◆ TASK TO COMPLETE ◆
Go through the lines below, tally those that include the word "return", and give only the tally.

[THE INPUT — start]

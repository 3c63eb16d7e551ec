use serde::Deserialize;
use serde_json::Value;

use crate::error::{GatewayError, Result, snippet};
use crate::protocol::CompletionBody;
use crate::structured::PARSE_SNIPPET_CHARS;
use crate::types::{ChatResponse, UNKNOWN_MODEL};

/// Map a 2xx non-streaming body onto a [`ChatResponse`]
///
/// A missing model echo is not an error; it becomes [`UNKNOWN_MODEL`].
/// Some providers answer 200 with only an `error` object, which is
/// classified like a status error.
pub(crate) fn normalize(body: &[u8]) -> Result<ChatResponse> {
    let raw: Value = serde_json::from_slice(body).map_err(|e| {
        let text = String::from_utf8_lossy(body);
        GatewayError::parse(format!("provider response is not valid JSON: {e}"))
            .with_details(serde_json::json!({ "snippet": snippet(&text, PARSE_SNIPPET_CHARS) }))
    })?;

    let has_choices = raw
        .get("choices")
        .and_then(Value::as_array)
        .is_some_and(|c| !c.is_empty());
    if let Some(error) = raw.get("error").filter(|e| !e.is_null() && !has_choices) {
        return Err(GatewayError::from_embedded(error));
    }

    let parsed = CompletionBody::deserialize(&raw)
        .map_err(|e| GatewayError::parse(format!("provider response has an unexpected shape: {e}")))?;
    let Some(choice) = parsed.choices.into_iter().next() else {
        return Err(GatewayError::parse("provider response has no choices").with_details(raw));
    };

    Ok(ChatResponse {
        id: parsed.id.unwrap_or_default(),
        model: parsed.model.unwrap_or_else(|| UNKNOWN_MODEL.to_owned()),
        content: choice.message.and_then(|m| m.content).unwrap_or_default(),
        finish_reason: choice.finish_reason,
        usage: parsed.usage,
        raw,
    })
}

[THE INPUT — finish]
[THE INPUT — start]

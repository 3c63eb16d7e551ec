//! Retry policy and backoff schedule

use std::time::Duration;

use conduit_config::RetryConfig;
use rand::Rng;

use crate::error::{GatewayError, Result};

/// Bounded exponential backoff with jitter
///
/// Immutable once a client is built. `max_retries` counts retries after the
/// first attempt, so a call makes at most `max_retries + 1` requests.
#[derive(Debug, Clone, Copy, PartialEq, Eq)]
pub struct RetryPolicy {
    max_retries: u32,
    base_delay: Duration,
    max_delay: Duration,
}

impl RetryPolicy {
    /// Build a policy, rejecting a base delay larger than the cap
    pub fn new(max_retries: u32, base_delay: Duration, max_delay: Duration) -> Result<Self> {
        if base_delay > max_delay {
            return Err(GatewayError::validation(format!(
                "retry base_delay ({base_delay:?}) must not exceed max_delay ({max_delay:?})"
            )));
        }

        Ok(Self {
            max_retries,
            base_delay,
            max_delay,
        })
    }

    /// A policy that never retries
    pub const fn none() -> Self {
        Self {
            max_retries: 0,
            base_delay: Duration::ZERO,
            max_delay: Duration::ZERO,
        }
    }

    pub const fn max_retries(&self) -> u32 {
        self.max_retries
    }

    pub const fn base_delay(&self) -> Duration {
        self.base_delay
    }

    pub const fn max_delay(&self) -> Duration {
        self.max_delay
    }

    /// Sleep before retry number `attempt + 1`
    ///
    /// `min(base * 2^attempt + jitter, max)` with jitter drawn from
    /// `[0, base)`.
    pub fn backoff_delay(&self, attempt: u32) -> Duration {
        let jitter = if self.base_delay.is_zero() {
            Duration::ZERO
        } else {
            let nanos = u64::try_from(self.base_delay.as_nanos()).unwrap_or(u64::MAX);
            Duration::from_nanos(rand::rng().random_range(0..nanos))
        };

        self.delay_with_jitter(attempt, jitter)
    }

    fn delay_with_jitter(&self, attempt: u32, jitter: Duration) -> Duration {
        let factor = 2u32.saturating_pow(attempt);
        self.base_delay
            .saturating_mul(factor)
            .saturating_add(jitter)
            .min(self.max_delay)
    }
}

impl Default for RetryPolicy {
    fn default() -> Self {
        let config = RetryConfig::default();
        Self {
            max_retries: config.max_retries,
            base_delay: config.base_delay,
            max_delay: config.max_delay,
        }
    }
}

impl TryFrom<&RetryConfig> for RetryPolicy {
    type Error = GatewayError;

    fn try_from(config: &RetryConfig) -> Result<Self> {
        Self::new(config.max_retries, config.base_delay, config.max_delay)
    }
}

[THE INPUT — finish]

◆ FINAL ANSWER ◆
3